Hearing loss’s early signs
The majority of the symptoms of hearing loss are subtle. But if you happen to see your own situation reflected in any of the items on the following list, you just could be experiencing some degree of hearing loss.
Here are some of the most prevalent early signs of hearing loss:
- You discover it’s hard to understand particular words. This symptom takes place when consonants become hard to hear and differentiate. Normally, it’s the sh- and th- sounds that are muffled. But another common example is when the “s” and “f” sounds become confused.
- You have a hard time following conversations in a busy or noisy location. This is precisely what occurred during the “family dinner” example above, and it’s commonly an early sign of trouble with hearing.
- High-pitched sounds are hard to hear. Perhaps you just noticed your teapot was screeching after five minutes. Or perhaps the doorbell rings, and you never notice it. Early hearing loss is usually most apparent in specific (and often high-pitched) frequencies of sound.

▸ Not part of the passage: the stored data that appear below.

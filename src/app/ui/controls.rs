use eframe::egui::{self, Key, Ui};

use crate::transfers::FilterMode;

use super::super::{ViewMode, WalletNetworkApp};

impl WalletNetworkApp {
    pub(in crate::app) fn draw_controls(&mut self, ui: &mut Ui) {
        ui.heading("Wallet Search");
        ui.separator();
        ui.add_space(4.0);

        ui.label("Wallet address");
        let mut submit = false;
        ui.horizontal(|ui| {
            let input = ui.add(
                egui::TextEdit::singleline(&mut self.controller.address_input)
                    .hint_text("0x...")
                    .desired_width(ui.available_width() - 70.0),
            );
            if input.lost_focus() && ui.input(|input| input.key_pressed(Key::Enter)) {
                submit = true;
            }
            if ui.button("Search").clicked() {
                submit = true;
            }
        });
        if submit {
            self.controller.submit_search();
        }

        ui.add_space(6.0);
        ui.label("Direction");
        let mut filter_mode = self.controller.filter_mode();
        ui.horizontal_wrapped(|ui| {
            for mode in FilterMode::ALL_MODES {
                ui.selectable_value(&mut filter_mode, mode, mode.label())
                    .on_hover_text(filter_hint(mode));
            }
        });
        if filter_mode != self.controller.filter_mode() {
            self.controller.set_filter_mode(filter_mode);
        }

        ui.separator();
        ui.label("View");
        let mut view_mode = self.controller.view_mode();
        ui.horizontal(|ui| {
            for mode in [ViewMode::BubbleChart, ViewMode::Grid] {
                ui.radio_value(&mut view_mode, mode, mode.label());
            }
        });
        self.controller.set_view_mode(view_mode);

        ui.separator();
        ui.label("Find address")
            .on_hover_text("Highlights matching addresses in the chart and filters the grid.");
        let find = ui.add(
            egui::TextEdit::singleline(&mut self.find_query)
                .hint_text("part of an address")
                .desired_width(f32::INFINITY),
        );
        if find.changed() {
            self.table.rewind();
        }

        if view_mode != ViewMode::BubbleChart {
            return;
        }

        ui.separator();
        ui.label("Layout");
        if ui
            .checkbox(&mut self.live_physics, "Live physics")
            .on_hover_text("Animate the force layout. Off lays the graph out once.")
            .changed()
            && let Some(view) = self.graph_view.as_mut()
        {
            view.set_live_physics(self.live_physics);
        }

        if ui.button("Reset view").clicked()
            && let Some(view) = self.graph_view.as_mut()
        {
            view.reset_camera();
        }

        if let Some(view) = &self.graph_view {
            ui.add_space(4.0);
            ui.small(format!("{} nodes, {} edges", view.node_count(), view.edge_count()));
            if let Some(ticks) = view.simulation_ticks() {
                ui.small(format!("layout ticks: {ticks}"));
            }
        }
    }
}

fn filter_hint(mode: FilterMode) -> &'static str {
    match mode {
        FilterMode::All => "Transfers in either direction.",
        FilterMode::Incoming => "Only transfers received by the address.",
        FilterMode::Outgoing => "Only transfers sent by the address.",
    }
}
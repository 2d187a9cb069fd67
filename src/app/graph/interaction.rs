use eframe::egui::{self, Pos2, Rect, Ui, vec2};

use super::super::controller::ActiveItem;
use super::super::render_utils::{
    SELF_LOOP_RADIUS, distance_to_segment, edge_width, screen_radius, screen_to_world,
};
use super::{DragState, GraphView, HoverTarget};

const EDGE_HIT_SLOP: f32 = 4.0;

impl GraphView {
    pub(super) fn handle_zoom(&mut self, ui: &Ui, rect: Rect, response: &egui::Response) {
        if !response.hovered() {
            return;
        }

        let scroll = ui.input(|input| input.raw_scroll_delta.y);
        if scroll.abs() <= f32::EPSILON {
            return;
        }

        let pointer = ui
            .input(|input| input.pointer.hover_pos())
            .unwrap_or_else(|| rect.center());
        let world_before = screen_to_world(rect, self.origin, self.pan, self.zoom, pointer);

        let zoom_factor = (1.0 + (scroll * 0.0018)).clamp(0.85, 1.15);
        self.zoom = (self.zoom * zoom_factor).clamp(0.1, 6.0);
        self.pan = pointer - rect.center() - (world_before - self.origin) * self.zoom;
    }

    pub(super) fn handle_drag(
        &mut self,
        ui: &Ui,
        rect: Rect,
        response: &egui::Response,
        screen_positions: &[Pos2],
    ) {
        if response.drag_started_by(egui::PointerButton::Primary) {
            let origin = ui.input(|input| input.pointer.press_origin());
            let grabbed = origin.and_then(|origin| self.node_at(origin, screen_positions));
            if let Some(node) = grabbed {
                self.drag = Some(DragState { node });
                if let Some(simulation) = self.simulation.as_mut() {
                    simulation.reheat(0.3);
                }
            }
        }

        if let Some(drag) = &self.drag {
            let node = drag.node;
            if let Some(pointer) = response.interact_pointer_pos() {
                let world = screen_to_world(rect, self.origin, self.pan, self.zoom, pointer);
                match self.simulation.as_mut() {
                    Some(simulation) => simulation.pin(node, world),
                    None => {
                        if let Some(position) = self.static_positions.get_mut(node) {
                            *position = world;
                        }
                    }
                }
            }

            if response.drag_stopped() {
                if let Some(simulation) = self.simulation.as_mut() {
                    simulation.release(node);
                    simulation.reheat(0.0);
                }
                self.drag = None;
            }
            return;
        }

        if response.dragged() {
            self.pan += response.drag_delta();
        }
    }

    pub(super) fn node_at(&self, pointer: Pos2, screen_positions: &[Pos2]) -> Option<usize> {
        screen_positions
            .iter()
            .zip(&self.graph.nodes)
            .enumerate()
            .filter_map(|(index, (position, node))| {
                let distance = position.distance(pointer);
                (distance <= self.screen_radius(node.radius)).then_some((index, distance))
            })
            .min_by(|a, b| a.1.total_cmp(&b.1))
            .map(|(index, _)| index)
    }

    pub(super) fn edge_at(&self, pointer: Pos2, screen_positions: &[Pos2]) -> Option<usize> {
        self.graph
            .edges
            .iter()
            .enumerate()
            .filter_map(|(index, edge)| {
                let start = screen_positions[edge.source];
                let distance = if edge.source == edge.target {
                    let radius = self.screen_radius(self.graph.nodes[edge.source].radius);
                    let ring = start - vec2(0.0, radius + SELF_LOOP_RADIUS);
                    (pointer.distance(ring) - SELF_LOOP_RADIUS).abs()
                } else {
                    distance_to_segment(pointer, start, screen_positions[edge.target])
                };
                let reach = (edge_width(edge.value) * self.zoom.sqrt() * 0.5).max(EDGE_HIT_SLOP);
                (distance <= reach).then_some((index, distance))
            })
            .min_by(|a, b| a.1.total_cmp(&b.1))
            .map(|(index, _)| index)
    }

    pub(super) fn hover_target(&self, pointer: Option<Pos2>, screen_positions: &[Pos2]) -> Option<HoverTarget> {
        let pointer = pointer?;
        self.node_at(pointer, screen_positions)
            .map(HoverTarget::Node)
            .or_else(|| self.edge_at(pointer, screen_positions).map(HoverTarget::Edge))
    }

    pub(super) fn active_item_for(&self, target: HoverTarget) -> Option<ActiveItem> {
        match target {
            HoverTarget::Node(index) => self
                .graph
                .nodes
                .get(index)
                .map(|node| ActiveItem::Node(node.id.clone())),
            HoverTarget::Edge(index) => self
                .graph
                .edges
                .get(index)
                .map(|edge| ActiveItem::Edge(edge.edge_index)),
        }
    }

    pub(super) fn screen_radius(&self, radius: f32) -> f32 {
        screen_radius(radius, self.zoom)
    }
}

#[cfg(test)]
mod tests {
    use chrono::Utc;
    use eframe::egui::{Id, pos2, vec2};

    use crate::transfers::{TransferRow, derive_graph};

    use super::*;

    fn view_with_two_nodes() -> GraphView {
        let rows = [TransferRow {
            from_address: "A".to_owned(),
            to_address: "B".to_owned(),
            transaction_count: 4,
        }];
        let mut view = GraphView::new(Id::new("interaction-test"), true);
        view.rebuild(&derive_graph(&rows, Utc::now()), 1, vec2(400.0, 400.0));
        view
    }

    #[test]
    fn nodes_win_over_edges() {
        let view = view_with_two_nodes();
        let screen = [pos2(100.0, 100.0), pos2(300.0, 100.0)];

        assert_eq!(
            view.hover_target(Some(pos2(102.0, 101.0)), &screen),
            Some(HoverTarget::Node(0))
        );
        assert_eq!(
            view.hover_target(Some(pos2(200.0, 102.0)), &screen),
            Some(HoverTarget::Edge(0))
        );
        assert_eq!(view.hover_target(Some(pos2(200.0, 160.0)), &screen), None);
        assert_eq!(view.hover_target(None, &screen), None);
    }

    #[test]
    fn self_transfer_ring_is_hoverable() {
        let rows = [TransferRow {
            from_address: "A".to_owned(),
            to_address: "A".to_owned(),
            transaction_count: 4,
        }];
        let mut view = GraphView::new(Id::new("self-loop-test"), true);
        view.rebuild(&derive_graph(&rows, Utc::now()), 1, vec2(400.0, 400.0));
        let screen = [pos2(100.0, 100.0)];

        assert_eq!(
            view.hover_target(Some(pos2(100.0, 52.0)), &screen),
            Some(HoverTarget::Edge(0))
        );
        assert_eq!(
            view.hover_target(Some(pos2(108.0, 60.0)), &screen),
            Some(HoverTarget::Edge(0))
        );
        assert_eq!(view.hover_target(Some(pos2(100.0, 60.0)), &screen), None);
        assert_eq!(
            view.hover_target(Some(pos2(100.0, 110.0)), &screen),
            Some(HoverTarget::Node(0))
        );
    }

    #[test]
    fn hover_targets_map_to_selection_keys() {
        let view = view_with_two_nodes();
        assert_eq!(
            view.active_item_for(HoverTarget::Node(1)),
            Some(ActiveItem::Node("B".to_owned()))
        );
        assert_eq!(view.active_item_for(HoverTarget::Edge(0)), Some(ActiveItem::Edge(0)));
        assert_eq!(view.active_item_for(HoverTarget::Node(9)), None);
    }
}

- You keep requesting that people repeat themselves. This is particularly true if you’re asking multiple people to speak slower, say something again, or speak louder. You may not even recognize you’re making such frequent requests, but it can certainly be an early sign of diminishing hearing.
- It’s suddenly very challenging to understand phone calls: You might not talk on the phone as often as you used to because you use texting fairly often. But if you’re having trouble understanding the phone calls you do get (even with the volume turned all the way up), you may be experiencing another red flag for your hearing.
- Somebody observes that the volume on your media devices gets louder and louder. Perhaps the volume on your cell phone keeps getting louder and louder. Or maybe, you have your TV volume turned up to max. Usually, it’s a family member or a friend that points out the loud volumes.
- Normal sounds seem oppressively loud. You may or may not encounter this but if you do, keep in mind that it can be an early warning of hearing loss. If particular sounds become oppressively loud (particularly if the issue doesn’t resolve itself in short order), that could be an early hearing loss symptom.
- Your ears are ringing: Ringing in your ears is known as tinnitus (and, technically, tinnitus can be other noises as well: humming, buzzing, screeching, thumping, and so on). If you experience ringing or other chronic noises in your ears, a hearing exam is your best bet because tinnitus, though it’s frequently an early warning of hearing loss, can also indicate other health issues.
Get a hearing assessment
You may have one or more of these early warnings but the only real way to know the health of your hearing is to get a hearing test.
In general, any single one of these early warning signs could be evidence that you’re developing some type of hearing loss. And if any impairment exists, a hearing examination will be able to tell you how far gone it is. And then you’ll be better prepared to determine the correct treatment.
This will help you have a much more enjoyable time at that next family get-together.